RECORDS SHOWN below:

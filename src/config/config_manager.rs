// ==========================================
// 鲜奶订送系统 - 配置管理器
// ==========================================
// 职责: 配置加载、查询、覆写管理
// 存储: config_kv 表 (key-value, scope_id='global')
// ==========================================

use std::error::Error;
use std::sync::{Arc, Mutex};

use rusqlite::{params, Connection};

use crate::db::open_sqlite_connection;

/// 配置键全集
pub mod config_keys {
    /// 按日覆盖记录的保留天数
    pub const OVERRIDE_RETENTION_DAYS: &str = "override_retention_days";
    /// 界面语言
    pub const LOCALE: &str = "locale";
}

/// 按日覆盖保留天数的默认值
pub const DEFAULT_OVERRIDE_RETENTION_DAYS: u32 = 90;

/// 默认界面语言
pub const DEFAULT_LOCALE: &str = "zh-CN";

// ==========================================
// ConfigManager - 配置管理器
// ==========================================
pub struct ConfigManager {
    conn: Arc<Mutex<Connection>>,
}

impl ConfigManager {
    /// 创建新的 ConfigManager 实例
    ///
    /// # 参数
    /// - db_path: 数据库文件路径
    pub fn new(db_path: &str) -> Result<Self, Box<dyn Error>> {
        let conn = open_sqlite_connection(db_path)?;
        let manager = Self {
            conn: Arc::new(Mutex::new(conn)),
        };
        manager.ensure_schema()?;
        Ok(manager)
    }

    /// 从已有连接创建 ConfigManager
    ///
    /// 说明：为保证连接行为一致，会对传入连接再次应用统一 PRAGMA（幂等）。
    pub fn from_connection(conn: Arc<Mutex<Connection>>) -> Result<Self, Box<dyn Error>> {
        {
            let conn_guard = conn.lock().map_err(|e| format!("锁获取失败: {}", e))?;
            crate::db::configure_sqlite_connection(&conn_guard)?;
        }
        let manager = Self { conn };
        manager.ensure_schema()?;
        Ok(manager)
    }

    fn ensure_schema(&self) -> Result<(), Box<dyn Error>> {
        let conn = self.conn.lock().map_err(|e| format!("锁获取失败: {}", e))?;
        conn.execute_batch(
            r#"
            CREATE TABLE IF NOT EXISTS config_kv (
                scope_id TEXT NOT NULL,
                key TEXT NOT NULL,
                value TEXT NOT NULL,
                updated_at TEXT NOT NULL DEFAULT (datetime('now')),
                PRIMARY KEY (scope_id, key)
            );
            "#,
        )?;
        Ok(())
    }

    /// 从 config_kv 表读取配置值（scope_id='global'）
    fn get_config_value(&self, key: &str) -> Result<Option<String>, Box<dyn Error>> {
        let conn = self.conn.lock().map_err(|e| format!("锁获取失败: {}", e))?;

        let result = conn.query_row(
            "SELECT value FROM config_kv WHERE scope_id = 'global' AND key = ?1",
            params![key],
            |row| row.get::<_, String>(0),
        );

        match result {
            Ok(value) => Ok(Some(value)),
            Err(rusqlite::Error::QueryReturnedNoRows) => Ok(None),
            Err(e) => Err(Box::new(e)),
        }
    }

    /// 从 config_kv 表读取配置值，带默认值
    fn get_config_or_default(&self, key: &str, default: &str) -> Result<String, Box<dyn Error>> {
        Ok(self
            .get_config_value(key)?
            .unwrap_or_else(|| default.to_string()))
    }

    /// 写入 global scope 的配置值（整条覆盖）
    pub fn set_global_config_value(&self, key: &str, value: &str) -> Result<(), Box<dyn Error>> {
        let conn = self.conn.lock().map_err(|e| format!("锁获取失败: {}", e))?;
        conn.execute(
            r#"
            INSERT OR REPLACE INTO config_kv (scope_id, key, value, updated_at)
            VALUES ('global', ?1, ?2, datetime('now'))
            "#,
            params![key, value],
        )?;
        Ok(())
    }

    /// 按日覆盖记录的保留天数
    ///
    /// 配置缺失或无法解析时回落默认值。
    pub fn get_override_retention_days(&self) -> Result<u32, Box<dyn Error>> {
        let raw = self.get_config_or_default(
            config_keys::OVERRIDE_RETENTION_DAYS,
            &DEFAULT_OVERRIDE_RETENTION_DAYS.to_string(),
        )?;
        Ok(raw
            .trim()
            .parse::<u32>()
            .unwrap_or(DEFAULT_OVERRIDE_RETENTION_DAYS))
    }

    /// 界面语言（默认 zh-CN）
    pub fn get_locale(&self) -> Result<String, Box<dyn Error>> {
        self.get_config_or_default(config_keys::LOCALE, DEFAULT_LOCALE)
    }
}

End of RECORDS SHOWN.

WHAT THIS TASK INVOLVES
The lines to retype run from the start of the entries through the line containing "pub const DEFAULT_LOCALE: &str"; reproduce them exactly and add nothing.

ANSWER
filename src/config/config_manager.rs
// ==========================================
// 鲜奶订送系统 - 配置管理器
// ==========================================
// 职责: 配置加载、查询、覆写管理
// 存储: config_kv 表 (key-value, scope_id='global')
// ==========================================

use std::error::Error;
use std::sync::{Arc, Mutex};

use rusqlite::{params, Connection};

use crate::db::open_sqlite_connection;

/// 配置键全集
pub mod config_keys {
    /// 按日覆盖记录的保留天数
    pub const OVERRIDE_RETENTION_DAYS: &str = "override_retention_days";
    /// 界面语言
    pub const LOCALE: &str = "locale";
}

/// 按日覆盖保留天数的默认值
pub const DEFAULT_OVERRIDE_RETENTION_DAYS: u32 = 90;

/// 默认界面语言
pub const DEFAULT_LOCALE: &str = "zh-CN";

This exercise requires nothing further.